Our team was tasked with a comprehensive machine learning project that involved two distinct datasets: the classic Titanic dataset and a more intricate crop dataset. The project required a multi-faceted approach, encompassing in-depth exploratory data analysis (EDA), meticulous data preparation, model building using diverse techniques, and rigorous model evaluation to identify the most effective solutions.

Approach

Collaborating closely as a team of three, we embarked on a systematic journey. We began by immersing ourselves in the Titanic dataset, leveraging Python libraries such as Pandas, Matplotlib, NumPy, Scikit-learn, xlrd, and Seaborn.
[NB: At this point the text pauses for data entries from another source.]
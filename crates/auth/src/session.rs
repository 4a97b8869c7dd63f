//! Session state for the console

use chrono::{DateTime, NaiveDateTime, Utc};
use serde::{Deserialize, Deserializer, Serialize};
use std::fmt;
use std::sync::{PoisonError, RwLock, RwLockReadGuard, RwLockWriteGuard};

use crate::AuthError;

/// Formats the backend uses for timestamps without an offset (read as UTC).
const NAIVE_FORMATS: [&str; 2] = ["%Y-%m-%d %H:%M:%S", "%Y-%m-%dT%H:%M:%S%.f"];

/// Absolute token expiry, in epoch milliseconds.
#[derive(Debug, Clone, Copy, PartialEq, Eq, PartialOrd, Ord, Hash, Serialize)]
#[serde(transparent)]
pub struct ExpiresAt(i64);

impl ExpiresAt {
    pub fn from_millis(millis: i64) -> Self {
        Self(millis)
    }

    pub fn from_datetime(at: DateTime<Utc>) -> Self {
        Self(at.timestamp_millis())
    }

    pub fn as_millis(self) -> i64 {
        self.0
    }

    /// Parse a timestamp as the backend or durable storage hands it over.
    ///
    /// Accepts epoch milliseconds (`"1735689600000"`), RFC 3339 strings
    /// (`"2025-01-01T00:00:00Z"`) and the backend's `yyyy-MM-dd HH:mm:ss`
    /// format. Relative durations are not accepted: a bare number is always
    /// an absolute instant.
    pub fn parse(raw: &str) -> Result<Self, AuthError> {
        let raw = raw.trim();
        if raw.is_empty() {
            return Err(AuthError::InvalidExpiry("empty timestamp".to_string()));
        }

        if let Ok(millis) = raw.parse::<i64>() {
            return Ok(Self(millis));
        }

        if let Ok(at) = DateTime::parse_from_rfc3339(raw) {
            return Ok(Self(at.timestamp_millis()));
        }

        for format in NAIVE_FORMATS {
            if let Ok(at) = NaiveDateTime::parse_from_str(raw, format) {
                return Ok(Self(at.and_utc().timestamp_millis()));
            }
        }

        Err(AuthError::InvalidExpiry(raw.to_string()))
    }

    /// True once `now` has reached the expiry instant.
    pub fn is_expired_at(self, now: DateTime<Utc>) -> bool {
        now.timestamp_millis() >= self.0
    }

    /// The value written under the `expiresAt` storage key.
    pub fn to_storage_string(self) -> String {
        self.0.to_string()
    }
}

impl fmt::Display for ExpiresAt {
    fn fmt(&self, f: &mut fmt::Formatter<'_>) -> fmt::Result {
        match DateTime::<Utc>::from_timestamp_millis(self.0) {
            Some(at) => write!(f, "{}", at.to_rfc3339()),
            None => write!(f, "{}ms", self.0),
        }
    }
}

impl<'de> Deserialize<'de> for ExpiresAt {
    fn deserialize<D>(deserializer: D) -> Result<Self, D::Error>
    where
        D: Deserializer<'de>,
    {
        #[derive(Deserialize)]
        #[serde(untagged)]
        enum Raw {
            Millis(i64),
            Text(String),
        }

        match Raw::deserialize(deserializer)? {
            Raw::Millis(millis) => Ok(Self(millis)),
            Raw::Text(text) => Self::parse(&text).map_err(serde::de::Error::custom),
        }
    }
}

/// An authenticated identity
#[derive(Debug, Clone, PartialEq, Eq, Serialize, Deserialize)]
#[serde(rename_all = "camelCase")]
pub struct Session {
    /// The bearer token
    pub token: String,

    /// The principal's display name
    pub username: String,

    /// When the token stops being valid
    pub expires_at: ExpiresAt,
}

impl Session {
    pub fn new(
        token: impl Into<String>,
        username: impl Into<String>,
        expires_at: ExpiresAt,
    ) -> Self {
        Self {
            token: token.into(),
            username: username.into(),
            expires_at,
        }
    }

    /// Check if the session has expired
    pub fn is_expired(&self) -> bool {
        self.expires_at.is_expired_at(Utc::now())
    }

    /// A session is usable when it carries a token that has not expired at `now`.
    pub fn is_valid_at(&self, now: DateTime<Utc>) -> bool {
        !self.token.is_empty() && !self.expires_at.is_expired_at(now)
    }

    pub fn authorization_header(&self) -> String {
        format!("Bearer {}", self.token)
    }
}

/// The two logical states of the console session.
#[derive(Debug, Clone, Default, PartialEq, Eq)]
pub enum SessionState {
    #[default]
    Anonymous,
    Authenticated(Session),
}

impl SessionState {
    /// Never true for a session with an empty token.
    pub fn is_logged_in(&self) -> bool {
        matches!(self, SessionState::Authenticated(session) if !session.token.is_empty())
    }

    pub fn session(&self) -> Option<&Session> {
        match self {
            SessionState::Authenticated(session) => Some(session),
            SessionState::Anonymous => None,
        }
    }

    pub fn username(&self) -> &str {
        self.session().map_or("", |s| s.username.as_str())
    }

    pub fn authorization_header(&self) -> Option<String> {
        self.session()
            .filter(|s| !s.token.is_empty())
            .map(Session::authorization_header)
    }
}

/// Read-only view handed to the rest of the application.
#[derive(Debug, Clone, PartialEq, Eq, Serialize)]
#[serde(rename_all = "camelCase")]
pub struct SessionSnapshot {
    pub is_logged_in: bool,
    pub username: String,
}

impl From<&SessionState> for SessionSnapshot {
    fn from(state: &SessionState) -> Self {
        Self {
            is_logged_in: state.is_logged_in(),
            username: state.username().to_string(),
        }
    }
}

// A panicking writer cannot leave a half-written state behind (writes are
// whole-value replacements), so a poisoned lock is still safe to use.
pub(crate) fn read_state(state: &RwLock<SessionState>) -> RwLockReadGuard<'_, SessionState> {
    state.read().unwrap_or_else(PoisonError::into_inner)
}

pub(crate) fn write_state(state: &RwLock<SessionState>) -> RwLockWriteGuard<'_, SessionState> {
    state.write().unwrap_or_else(PoisonError::into_inner)
}

#[cfg(test)]
mod tests {
    use super::*;
    use chrono::{Duration, TimeZone};

    #[test]
    fn test_parse_epoch_millis() {
        let expiry = ExpiresAt::parse("1735689600000").unwrap();
        assert_eq!(expiry.as_millis(), 1_735_689_600_000);
    }

    #[test]
    fn test_parse_rfc3339() {
        let expiry = ExpiresAt::parse("2025-01-01T08:00:00+08:00").unwrap();
        let expected = Utc.with_ymd_and_hms(2025, 1, 1, 0, 0, 0).unwrap();
        assert_eq!(expiry, ExpiresAt::from_datetime(expected));
    }

    #[test]
    fn test_parse_backend_format_as_utc() {
        let expiry = ExpiresAt::parse("2025-01-01 00:00:00").unwrap();
        let expected = Utc.with_ymd_and_hms(2025, 1, 1, 0, 0, 0).unwrap();
        assert_eq!(expiry, ExpiresAt::from_datetime(expected));
    }

    #[test]
    fn test_parse_rejects_garbage() {
        assert!(matches!(ExpiresAt::parse(""), Err(AuthError::InvalidExpiry(_))));
        assert!(matches!(ExpiresAt::parse("tomorrow"), Err(AuthError::InvalidExpiry(_))));
        assert!(matches!(ExpiresAt::parse("1h"), Err(AuthError::InvalidExpiry(_))));
    }

    #[test]
    fn test_deserialize_number_or_string() {
        let from_number: ExpiresAt = serde_json::from_str("1735689600000").unwrap();
        let from_string: ExpiresAt = serde_json::from_str("\"2025-01-01T00:00:00Z\"").unwrap();
        assert_eq!(from_number, from_string);
        assert!(serde_json::from_str::<ExpiresAt>("\"soon\"").is_err());
    }

    #[test]
    fn test_expiry_boundary_is_expired() {
        let now = Utc::now();
        let expiry = ExpiresAt::from_datetime(now);
        assert!(expiry.is_expired_at(now));
        assert!(!expiry.is_expired_at(now - Duration::milliseconds(1)));
    }

    #[test]
    fn test_empty_token_is_never_logged_in() {
        let future = ExpiresAt::from_datetime(Utc::now() + Duration::hours(1));
        let state = SessionState::Authenticated(Session::new("", "admin", future));
        assert!(!state.is_logged_in());
        assert_eq!(state.authorization_header(), None);
        assert!(!Session::new("", "admin", future).is_valid_at(Utc::now()));
    }

    #[test]
    fn test_snapshot_of_anonymous() {
        let snapshot = SessionSnapshot::from(&SessionState::Anonymous);
        assert!(!snapshot.is_logged_in);
        assert_eq!(snapshot.username, "");
    }
}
We calculated descriptive statistics, thoroughly examined data types, and created informative charts to visualize patterns and relationships within the data. Armed with a deeper understanding, we meticulously cleaned and preprocessed the dataset, ensuring its readiness for model training. Subsequently, we harnessed the power of AWS SageMaker, Scikit-learn, and PyCaret to build and evaluate multiple predictive models. This structured approach was then replicated for the crop dataset, fostering consistency and enabling comparative analysis.

Result

Our comprehensive EDA efforts yielded clear and insightful visualizations for both datasets. The thorough data preparation paved the way for the successful training of accurate predictive models. For the Titanic dataset, AWS SageMaker with XGBoost emerged as the top performer, achieving a remarkable 96% accuracy. Impressively, this same combination also excelled with the crop dataset, attaining an outstanding 98% accuracy.

My Input

Throughout the project, I actively collaborated with my teammates to conduct thorough EDA and craft compelling visualizations. As we divided the project into three, I had full responsibilities of the PyCaret model development process, from initial experimentation to final evaluation.

What I learned

The project solidified the importance of EDA for success in machine learning. It also provided exposure to AutoML tools, cloud-based platforms, and the value of teamwork.